Typically in a federal question case, and in the absence of any
contrary directive from Congress, courts employ the federal
“discovery rule” to determine when the federal claim accrues for
limitations purposes. See Keystone Ins. Co. v. Houghton, 863 F.2d
1125, 1127-28 (3d Cir. 1988) (citing, e.g., Sandutch v. Muroski, 684
F.2d 252 (3d Cir. 1982)), abrogated on other grounds by Klehr v.
A.O. Smith Corp, 521 U.S. 179 (1997); see also Union Pacific, 138
F.3d at 330-31 (citing, inter alia, Conners v. Hallmark & Son Coal
Co., 935 F.2d 336, 342 (D.C. Cir. 1991) (listing cases (including
Houghton) in which eight federal courts of appeals had held that “the
discovery rule is the general accrual rule in federal courts ... [and] is
to be applied in all federal question cases”) and Cada v. Baxter
Healthcare Corp., 920 F.2d 446, 450 (7th Cir. 1990) (holding that the
discovery rule is “read into statutes of limitations in federal-question
cases (even when those statutes of limitations are borrowed from state
law)”)); see also Admin. Comm. of the Wal-Mart Stores, 336 F.3d at
786 (citing Union Pacific and applying the discovery rule). Under the
general formulation of the discovery rule, a claim will accrue when
the plaintiff discovers, or with due diligence should have discovered,
the injury that forms the basis for the claim. See, e.g., Union Pacific,
138 F.3d at 330. The rule that has developed in the more specific
ERISA context is that an ERISA non-fiduciary duty claim will accrue
after a claim for benefits due under an ERISA plan has been made
and formally denied.

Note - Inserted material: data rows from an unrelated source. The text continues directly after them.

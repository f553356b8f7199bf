//! Per-frame hover and keyboard focus reports.
//!
//! Several selectors may draw in one frame (the trade screen draws two).
//! Whatever the renderer reports as hovered or focused is stored here
//! together with the selector that drew the row, so each selector only acts
//! on reports it owns.

use std::sync::Arc;

use parking_lot::Mutex;
use satchel_common::{EntryId, SelectorId};

/// A row reported by the renderer.
#[derive(Debug, Clone, Copy, PartialEq, Eq)]
pub struct FocusTarget {
    /// Selector that drew the row
    pub owner: SelectorId,
    /// Column index inside that selector
    pub column: usize,
    /// Entry identity
    pub entry: EntryId,
}

/// Hover and focus state of the current frame.
#[derive(Debug, Default)]
pub struct FocusBroker {
    hovered: Option<FocusTarget>,
    focused: Option<FocusTarget>,
    frame: u64,
}

/// Broker shared between the selectors of one screen.
pub type SharedFocus = Arc<Mutex<FocusBroker>>;

impl FocusBroker {
    /// Creates a shared broker.
    #[must_use]
    pub fn shared() -> SharedFocus {
        Arc::new(Mutex::new(Self::default()))
    }

    /// Forgets the previous frame's hover. Focus persists until replaced.
    pub fn begin_frame(&mut self) {
        self.hovered = None;
        self.frame += 1;
    }

    /// Frames started so far.
    #[must_use]
    pub const fn frame(&self) -> u64 {
        self.frame
    }

    /// Records the hovered row.
    pub fn report_hover(&mut self, target: FocusTarget) {
        self.hovered = Some(target);
    }

    /// Records the row holding keyboard focus.
    pub fn report_focus(&mut self, target: FocusTarget) {
        self.focused = Some(target);
    }

    /// Hovered row, if any.
    #[must_use]
    pub const fn hovered(&self) -> Option<FocusTarget> {
        self.hovered
    }

    /// Focused row, if any.
    #[must_use]
    pub const fn focused(&self) -> Option<FocusTarget> {
        self.focused
    }

    /// Focused row, but only when `owner` drew it.
    #[must_use]
    pub fn focused_for(&self, owner: SelectorId) -> Option<FocusTarget> {
        self.focused.filter(|t| t.owner == owner)
    }

    /// Hovered row, but only when `owner` drew it.
    #[must_use]
    pub fn hovered_for(&self, owner: SelectorId) -> Option<FocusTarget> {
        self.hovered.filter(|t| t.owner == owner)
    }

    /// True if `entry` is hovered or focused in a row drawn by `owner`.
    #[must_use]
    pub fn is_mine(&self, owner: SelectorId, entry: EntryId) -> bool {
        self.hovered_for(owner).is_some_and(|t| t.entry == entry)
            || self.focused_for(owner).is_some_and(|t| t.entry == entry)
    }

    /// Drops focus held by `owner`, e.g. when it closes.
    pub fn release(&mut self, owner: SelectorId) {
        if self.focused.is_some_and(|t| t.owner == owner) {
            self.focused = None;
        }
        if self.hovered.is_some_and(|t| t.owner == owner) {
            self.hovered = None;
        }
    }
}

See id. at 330 (citing Cotter v. Eastern Conf. of
Teamsters Retirement Plan, 898 F.2d 424 (4th Cir. 1990)); see also
Daill v. Sheet Metal Workers’ Local 73 Pension Fund, 100 F.3d 62,
65 (7th Cir. 1996); Tanzillo v. Local Union 617, Int’l Broth. of
Teamsters, 769 F.2d 140, 143-44 (3d Cir. 1985). Occasionally,
however, an ERISA non-fiduciary claim will accrue before a formal
application is made and/or before benefits are formally denied, such
as “when there has been a repudiation [of the benefits] by the
fiduciary which is clear and made known to the beneficiar[y].” Miles
v. N.Y. State Teamsters Conf. Pension and Retirement Fund, 698 F.2d
593, 598 (2d Cir.) (internal citations omitted, emphasis in the
original), cert. denied, 464 U.S. 829 (1983). See also Daill, 100 F.3d
18
at 65-67 (“a cause of action accrues upon a clear and unequivocal
repudiation of rights under the pension plan which has been made
known to the beneficiary”); Union Pacific, 138 F.3d at 330-31 (citing
Miles); Carey v. Int’l Broth. of Elec. Workers Local 363 Pension
Plan, 201 F.3d 44, 47-48 (2d Cir. 1999) (listing cases using the clear
repudiation standard in the absence of a formal application for
benefits). This “clear repudiation” concept is consistent with the
federal discovery rule and, in the specific context of ERISA, avoids
a myriad of ills that would accompany any rule that required the
denial of a formal application for benefits before a claim accrues.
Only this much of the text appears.